── The data
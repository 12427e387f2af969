//! Per-record vocabulary enrichment.
//!
//! For each vocabulary URI found in a record the orchestrator records the
//! URI itself, filters against the configured prefix whitelist, and then
//! resolves labels either from the local cache or from the vocabulary
//! service, following `skos:exactMatch` links for configured URI prefixes.

use anyhow::{Context, Result};
use serde::Deserialize;
use serde_json::Value;

use crate::cache::{CachedLabels, LabelCache};
use crate::document::FlatDocument;

/// Suffix of the field that records every seen vocabulary URI.
pub const URI_FIELD_SUFFIX: &str = "_uri_str_mv";

/// Enrichment service configuration.
#[derive(Debug, Clone, Deserialize, Default)]
#[serde(default)]
pub struct EnrichConfig {
    /// Vocabulary service base URL.
    pub base_url: String,
    /// URI prefixes eligible for enrichment.
    pub url_prefix_whitelist: Vec<String>,
    /// URI prefixes whose concepts have their `exactMatch` links followed.
    pub uri_prefix_exact_matches: Vec<String>,
}

/// HTTP access to the vocabulary service.
pub trait VocabularyClient {
    fn fetch_json(&self, url: &str) -> Result<String>;
}

impl VocabularyClient for metaline_core::Fetcher {
    fn fetch_json(&self, url: &str) -> Result<String> {
        let (_status, body) = self.get(url, &[])?;
        Ok(String::from_utf8_lossy(&body).into_owned())
    }
}

/// Orchestrates cache lookups, remote fetches and label accumulation.
pub struct Enricher<'a, C: LabelCache, V: VocabularyClient> {
    config: &'a EnrichConfig,
    cache: &'a C,
    client: &'a V,
}

impl<'a, C: LabelCache, V: VocabularyClient> Enricher<'a, C, V> {
    pub fn new(config: &'a EnrichConfig, cache: &'a C, client: &'a V) -> Self {
        Self {
            config,
            cache,
            client,
        }
    }

    /// Enrich `field` of `doc` with labels for `uri`.
    ///
    /// The URI lands in `<field>_uri_str_mv` whether or not enrichment
    /// succeeds; labels are appended without de-duplication.
    pub fn enrich(
        &self,
        source: &str,
        doc: &mut FlatDocument,
        uri: &str,
        field: &str,
    ) -> Result<()> {
        doc.append(&format!("{field}{URI_FIELD_SUFFIX}"), uri);

        if !self.whitelisted(uri) {
            log::debug!("{source}: vocabulary URI {uri} not whitelisted, skipped");
            return Ok(());
        }

        let fetch_url = self.fetch_url(uri);
        if let Some(hit) = self.cache.get(&fetch_url) {
            for label in hit.labels() {
                doc.append(field, label);
            }
            return Ok(());
        }

        let mut pref_labels = Vec::new();
        let mut alt_labels = Vec::new();

        let graph = self.fetch_graph(&fetch_url)?;
        if let Some(concept) = concept_with_uri(&graph, uri) {
            alt_labels.extend(label_values(concept, "altLabel"));

            if self.follows_exact_matches(uri) {
                for matched_uri in exact_match_uris(concept) {
                    let matched_graph = self.fetch_graph(&self.fetch_url(&matched_uri))?;
                    if let Some(matched) = concept_with_uri(&matched_graph, &matched_uri) {
                        alt_labels.extend(label_values(matched, "altLabel"));
                        pref_labels.extend(label_values(matched, "prefLabel"));
                    }
                }
            }
        }

        for label in pref_labels.iter().chain(&alt_labels) {
            doc.append(field, label.clone());
        }
        self.cache.put(
            &fetch_url,
            CachedLabels {
                pref_labels: pref_labels.join("|"),
                alt_labels: alt_labels.join("|"),
            },
        )?;
        Ok(())
    }

    fn whitelisted(&self, uri: &str) -> bool {
        self.config
            .url_prefix_whitelist
            .iter()
            .any(|p| uri.starts_with(p.as_str()))
    }

    fn follows_exact_matches(&self, uri: &str) -> bool {
        self.config
            .uri_prefix_exact_matches
            .iter()
            .any(|p| uri.starts_with(p.as_str()))
    }

    /// Canonical fetch URL, also the cache key.
    fn fetch_url(&self, uri: &str) -> String {
        format!(
            "{}/data?format=application%2Fjson&uri={}",
            self.config.base_url.trim_end_matches('/'),
            urlencoding::encode(uri)
        )
    }

    fn fetch_graph(&self, url: &str) -> Result<Vec<Value>> {
        let body = self.client.fetch_json(url)?;
        let json: Value = serde_json::from_str(&body).context("invalid vocabulary JSON")?;
        Ok(json
            .get("graph")
            .and_then(Value::as_array)
            .cloned()
            .unwrap_or_default())
    }
}

fn is_concept(item: &Value) -> bool {
    match item.get("type") {
        Some(Value::String(s)) => s.as_str() == "skos:Concept",
        Some(Value::Array(types)) => types.iter().any(|t| t.as_str() == Some("skos:Concept")),
        _ => false,
    }
}

fn concept_with_uri<'g>(graph: &'g [Value], uri: &str) -> Option<&'g Value> {
    graph
        .iter()
        .find(|item| is_concept(item) && item.get("uri").and_then(Value::as_str) == Some(uri))
}

/// Label values under `key`, which may be a single object, an array of
/// objects, or a bare string.
fn label_values(item: &Value, key: &str) -> Vec<String> {
    match item.get(key) {
        Some(Value::String(s)) => vec![s.clone()],
        Some(Value::Object(o)) => o
            .get("value")
            .and_then(Value::as_str)
            .map(str::to_string)
            .into_iter()
            .collect(),
        Some(Value::Array(items)) => items
            .iter()
            .filter_map(|v| match v {
                Value::String(s) => Some(s.clone()),
                other => other
                    .get("value")
                    .and_then(Value::as_str)
                    .map(str::to_string),
            })
            .collect(),
        _ => Vec::new(),
    }
}

fn exact_match_uris(item: &Value) -> Vec<String> {
    match item.get("exactMatch") {
        Some(Value::Array(items)) => items
            .iter()
            .filter_map(|v| match v {
                Value::String(s) => Some(s.clone()),
                other => other
                    .get("uri")
                    .and_then(Value::as_str)
                    .map(str::to_string),
            })
            .collect(),
        Some(Value::String(s)) => vec![s.clone()],
        Some(other) => other
            .get("uri")
            .and_then(Value::as_str)
            .map(str::to_string)
            .into_iter()
            .collect(),
        None => Vec::new(),
    }
}
//! Harvest state-machine scenarios against a scripted OAI backend.

use std::cell::RefCell;
use std::collections::VecDeque;

use metaline_core::FetchError;
use metaline_oai::{
    HarvestError, HarvestState, Harvester, MemoryState, OaiBackend, RecordEnvelope, SourceConfig,
};

/// Backend replaying canned responses and recording every request.
struct ScriptedBackend {
    responses: RefCell<VecDeque<Vec<u8>>>,
    requests: RefCell<Vec<String>>,
}

impl ScriptedBackend {
    fn new(pages: &[String]) -> Self {
        Self {
            responses: RefCell::new(pages.iter().map(|p| p.clone().into_bytes()).collect()),
            requests: RefCell::new(Vec::new()),
        }
    }

    fn requests(&self) -> Vec<String> {
        self.requests.borrow().clone()
    }
}

impl OaiBackend for ScriptedBackend {
    fn request(&self, params: &[(&str, &str)]) -> Result<Vec<u8>, FetchError> {
        let line = params
            .iter()
            .map(|(k, v)| format!("{k}={v}"))
            .collect::<Vec<_>>()
            .join("&");
        self.requests.borrow_mut().push(line);
        self.responses.borrow_mut().pop_front().ok_or(FetchError {
            status: None,
            message: "scripted backend exhausted".into(),
        })
    }
}

fn identify(granularity: &str) -> String {
    format!(
        r#"<?xml version="1.0"?>
<OAI-PMH xmlns="http://www.openarchives.org/OAI/2.0/">
  <responseDate>2024-06-01T10:30:00Z</responseDate>
  <Identify><granularity>{granularity}</granularity></Identify>
</OAI-PMH>"#
    )
}

fn record(id: &str) -> String {
    format!(
        r#"<record>
      <header><identifier>{id}</identifier></header>
      <metadata><doc><title>item {id}</title></doc></metadata>
    </record>"#
    )
}

fn deleted_record(id: &str) -> String {
    format!(
        r#"<record>
      <header status="deleted"><identifier>{id}</identifier></header>
    </record>"#
    )
}

fn page(body: &str, token: Option<&str>) -> String {
    let token = match token {
        Some(t) => format!("<resumptionToken>{t}</resumptionToken>"),
        None => String::new(),
    };
    format!(
        r#"<?xml version="1.0"?>
<OAI-PMH xmlns="http://www.openarchives.org/OAI/2.0/">
  <ListRecords>{body}{token}</ListRecords>
</OAI-PMH>"#
    )
}

fn error_page(code: &str) -> String {
    format!(
        r#"<OAI-PMH xmlns="http://www.openarchives.org/OAI/2.0/">
  <error code="{code}">no matching records</error>
</OAI-PMH>"#
    )
}

fn base_config() -> SourceConfig {
    SourceConfig {
        url: "http://repo.example.org/oai".into(),
        ..Default::default()
    }
}

/// Run a harvest collecting every envelope; upserts count 1, deletes 0.
fn collect(
    config: &SourceConfig,
    backend: &ScriptedBackend,
    from: Option<&str>,
    state: &mut MemoryState,
) -> Result<(Vec<RecordEnvelope>, metaline_oai::Summary), HarvestError> {
    let seen = RefCell::new(Vec::new());
    let mut harvester = Harvester::new("test", config, backend)?;
    let summary = harvester.harvest(from, None, state, &mut |envelope: RecordEnvelope| {
        let n = if envelope.deleted { 0 } else { 1 };
        seen.borrow_mut().push(envelope);
        Ok(n)
    })?;
    Ok((seen.into_inner(), summary))
}

#[test]
fn date_bounded_happy_path() {
    let backend = ScriptedBackend::new(&[
        identify("YYYY-MM-DD"),
        page(
            &[record("a"), record("b"), record("c")].join("\n"),
            Some("t1"),
        ),
        page(&[record("d"), record("e")].join("\n"), None),
    ]);
    let config = base_config();
    let mut state = MemoryState::default();

    let (seen, summary) = collect(&config, &backend, Some("2024-01-01"), &mut state).unwrap();

    assert_eq!(seen.len(), 5);
    assert!(seen.iter().all(|e| !e.deleted));
    assert_eq!(summary.changed, 5);
    assert_eq!(summary.deleted, 0);
    assert_eq!(summary.harvested_until.as_deref(), Some("2024-06-01"));
    assert_eq!(
        state.last_harvested_date("test"),
        Some("2024-06-01".to_string())
    );
    assert_eq!(
        backend.requests(),
        vec![
            "verb=Identify",
            "verb=ListRecords&metadataPrefix=oai_dc&from=2024-01-01",
            "verb=ListRecords&resumptionToken=t1",
        ]
    );
}

#[test]
fn deletes_and_namespace_inheritance() {
    let body = format!(
        r#"{}
    <record>
      <header><identifier>live1</identifier></header>
      <metadata><marc:record xmlns:marc="http://www.loc.gov/MARC21/slim"><marc:leader/></marc:record></metadata>
    </record>"#,
        deleted_record("gone1")
    );
    // The default OAI namespace is declared only on the enclosing envelope.
    let backend = ScriptedBackend::new(&[identify("YYYY-MM-DD"), page(&body, None)]);
    let config = base_config();
    let mut state = MemoryState::default();

    let (seen, summary) = collect(&config, &backend, None, &mut state).unwrap();

    assert_eq!(seen.len(), 2);
    let delete = &seen[0];
    assert!(delete.deleted);
    assert_eq!(delete.id, "gone1");
    assert_eq!(delete.payload, None);

    let upsert = &seen[1];
    assert!(!upsert.deleted);
    let payload = upsert.payload.as_deref().unwrap();
    assert!(payload.starts_with("<marc:record"));
    assert!(payload.contains(r#"xmlns:marc="http://www.loc.gov/MARC21/slim""#));
    assert!(payload.contains(r#"xmlns="http://www.openarchives.org/OAI/2.0/""#));

    assert_eq!(summary.deleted, 1);
    assert_eq!(summary.changed, 1);
}

#[test]
fn id_rewrite_pipeline() {
    let backend = ScriptedBackend::new(&[
        identify("YYYY-MM-DD"),
        page(&record("oai:foo.org:abc123"), None),
    ]);
    let mut config = base_config();
    config.id_prefix = Some("oai:foo.org:".into());
    config.id_search = vec!["/^abc/".into()];
    config.id_replace = vec!["xyz".into()];
    let mut state = MemoryState::default();

    let (seen, _) = collect(&config, &backend, None, &mut state).unwrap();
    assert_eq!(seen[0].id, "xyz123");
}

#[test]
fn stuck_token_safeguard_trips() {
    let backend = ScriptedBackend::new(&[
        identify("YYYY-MM-DD"),
        page(&record("a"), Some("t1")),
        page(&record("b"), Some("t1")),
        page(&record("c"), Some("t1")),
    ]);
    let mut config = base_config();
    config.same_resumption_token_limit = 3;
    let mut state = MemoryState::default();

    let err = collect(&config, &backend, None, &mut state).unwrap_err();
    match err {
        HarvestError::StuckResumptionToken { token, seen } => {
            assert_eq!(token, "t1");
            assert_eq!(seen, 3);
        }
        other => panic!("expected StuckResumptionToken, got {other}"),
    }
    assert_eq!(state.last_harvested_date("test"), None);
}

#[test]
fn changing_tokens_reset_the_safeguard() {
    let backend = ScriptedBackend::new(&[
        identify("YYYY-MM-DD"),
        page(&record("a"), Some("t1")),
        page(&record("b"), Some("t2")),
        page(&record("c"), Some("t1")),
        page(&record("d"), None),
    ]);
    let mut config = base_config();
    config.same_resumption_token_limit = 2;
    let mut state = MemoryState::default();

    // t1, t2, t1: never two identical sightings in a row.
    let (seen, _) = collect(&config, &backend, None, &mut state).unwrap();
    assert_eq!(seen.len(), 4);
}

#[test]
fn empty_resumption_token_terminates_and_persists() {
    let backend = ScriptedBackend::new(&[
        identify("YYYY-MM-DD"),
        page(&record("a"), Some("")),
    ]);
    let config = base_config();
    let mut state = MemoryState::default();

    let (seen, _) = collect(&config, &backend, None, &mut state).unwrap();
    assert_eq!(seen.len(), 1);
    assert_eq!(
        state.last_harvested_date("test"),
        Some("2024-06-01".to_string())
    );
}

#[test]
fn no_records_match_is_fatal_without_tolerance() {
    let backend = ScriptedBackend::new(&[identify("YYYY-MM-DD"), error_page("noRecordsMatch")]);
    let config = base_config();
    let mut state = MemoryState::default();

    let err = collect(&config, &backend, None, &mut state).unwrap_err();
    assert!(matches!(err, HarvestError::Oai { code, .. } if code == "noRecordsMatch"));
    assert_eq!(state.last_harvested_date("test"), None);
}

#[test]
fn no_records_match_tolerated_when_configured() {
    let backend = ScriptedBackend::new(&[identify("YYYY-MM-DD"), error_page("noRecordsMatch")]);
    let mut config = base_config();
    config.ignore_no_records_match = true;
    let mut state = MemoryState::default();

    let (seen, summary) = collect(&config, &backend, None, &mut state).unwrap();
    assert!(seen.is_empty());
    assert_eq!(summary.changed, 0);
    assert_eq!(
        state.last_harvested_date("test"),
        Some("2024-06-01".to_string())
    );
}

#[test]
fn no_records_match_tolerated_mid_pagination() {
    let backend = ScriptedBackend::new(&[
        identify("YYYY-MM-DD"),
        page(&record("a"), Some("t1")),
        error_page("noRecordsMatch"),
    ]);
    let config = base_config();
    let mut state = MemoryState::default();

    let (seen, _) = collect(&config, &backend, None, &mut state).unwrap();
    assert_eq!(seen.len(), 1);
    assert_eq!(
        state.last_harvested_date("test"),
        Some("2024-06-01".to_string())
    );
}

#[test]
fn configured_token_skips_the_first_page() {
    let backend = ScriptedBackend::new(&[identify("YYYY-MM-DD"), page(&record("a"), None)]);
    let mut config = base_config();
    config.resumption_token = Some("t9".into());
    let mut state = MemoryState::default();

    let (seen, _) = collect(&config, &backend, None, &mut state).unwrap();
    assert_eq!(seen.len(), 1);
    assert_eq!(
        backend.requests(),
        vec!["verb=Identify", "verb=ListRecords&resumptionToken=t9"]
    );
}

#[test]
fn auto_granularity_negotiates_seconds() {
    let backend = ScriptedBackend::new(&[
        identify("YYYY-MM-DDThh:mm:ssZ"),
        page(&record("a"), None),
    ]);
    let config = base_config();
    let mut state = MemoryState::default();

    collect(&config, &backend, Some("2024-01-01"), &mut state).unwrap();

    assert_eq!(
        state.last_harvested_date("test"),
        Some("2024-06-01T10:30:00Z".to_string())
    );
    // The from parameter is widened to the negotiated precision.
    assert!(backend.requests()[1].contains("from=2024-01-01T00:00:00Z"));
}

#[test]
fn set_filter_is_passed_through() {
    let backend = ScriptedBackend::new(&[identify("YYYY-MM-DD"), page("", None)]);
    let mut config = base_config();
    config.set = Some("maps".into());
    let mut state = MemoryState::default();

    collect(&config, &backend, None, &mut state).unwrap();
    assert!(backend.requests()[1].contains("set=maps"));
}

#[test]
fn record_without_header_is_skipped() {
    let body = format!("<record><about>stray</about></record>\n{}", record("keep"));
    let backend = ScriptedBackend::new(&[identify("YYYY-MM-DD"), page(&body, None)]);
    let config = base_config();
    let mut state = MemoryState::default();

    let (seen, summary) = collect(&config, &backend, None, &mut state).unwrap();
    assert_eq!(seen.len(), 1);
    assert_eq!(seen[0].id, "keep");
    assert_eq!(summary.changed, 1);
}

#[test]
fn record_without_metadata_is_skipped() {
    let body = r#"<record><header><identifier>bare</identifier></header></record>"#;
    let backend = ScriptedBackend::new(&[identify("YYYY-MM-DD"), page(body, None)]);
    let config = base_config();
    let mut state = MemoryState::default();

    let (seen, _) = collect(&config, &backend, None, &mut state).unwrap();
    assert!(seen.is_empty());
}

#[test]
fn callback_failure_is_fatal_and_skips_persist() {
    let backend = ScriptedBackend::new(&[identify("YYYY-MM-DD"), page(&record("a"), None)]);
    let config = base_config();
    let mut state = MemoryState::default();

    let mut harvester = Harvester::new("test", &config, &backend).unwrap();
    let err = harvester
        .harvest(None, None, &mut state, &mut |_| {
            anyhow::bail!("indexer offline")
        })
        .unwrap_err();
    assert!(matches!(err, HarvestError::Sink(_)));
    assert_eq!(state.last_harvested_date("test"), None);
}

#[test]
fn transport_failure_propagates() {
    // Script runs dry after Identify: the ListRecords call fails upstream.
    let backend = ScriptedBackend::new(&[identify("YYYY-MM-DD")]);
    let config = base_config();
    let mut state = MemoryState::default();

    let err = collect(&config, &backend, None, &mut state).unwrap_err();
    assert!(matches!(err, HarvestError::Transport(_)));
    assert_eq!(state.last_harvested_date("test"), None);
}

#[test]
fn list_identifiers_walks_headers() {
    let body = r#"<?xml version="1.0"?>
<OAI-PMH xmlns="http://www.openarchives.org/OAI/2.0/">
  <ListIdentifiers>
    <header><identifier>a</identifier></header>
    <header status="deleted"><identifier>b</identifier></header>
  </ListIdentifiers>
</OAI-PMH>"#;
    let backend = ScriptedBackend::new(&[identify("YYYY-MM-DD"), body.to_string()]);
    let config = base_config();

    let seen = RefCell::new(Vec::new());
    let mut harvester = Harvester::new("test", &config, &backend).unwrap();
    let summary = harvester
        .list_identifiers(None, None, &mut |envelope: RecordEnvelope| {
            seen.borrow_mut().push(envelope);
            Ok(0)
        })
        .unwrap();

    let seen = seen.into_inner();
    assert_eq!(seen.len(), 2);
    assert!(seen.iter().all(|e| e.payload.is_none()));
    assert_eq!(seen[0].id, "a");
    assert!(!seen[0].deleted);
    assert_eq!(seen[1].id, "b");
    assert!(seen[1].deleted);
    assert_eq!(summary.deleted, 1);
    assert_eq!(summary.harvested_until, None);
    assert!(backend.requests()[1].starts_with("verb=ListIdentifiers"));
}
────
**Exercise aim:** Scan the lines above for the word "contains" and copy every one where it occurs.

**Completed exercise:**
    assert!(payload.contains(r#"xmlns:marc="http://www.loc.gov/MARC21/slim""#));
    assert!(payload.contains(r#"xmlns="http://www.openarchives.org/OAI/2.0/""#));
    assert!(backend.requests()[1].contains("from=2024-01-01T00:00:00Z"));
    assert!(backend.requests()[1].contains("set=maps"));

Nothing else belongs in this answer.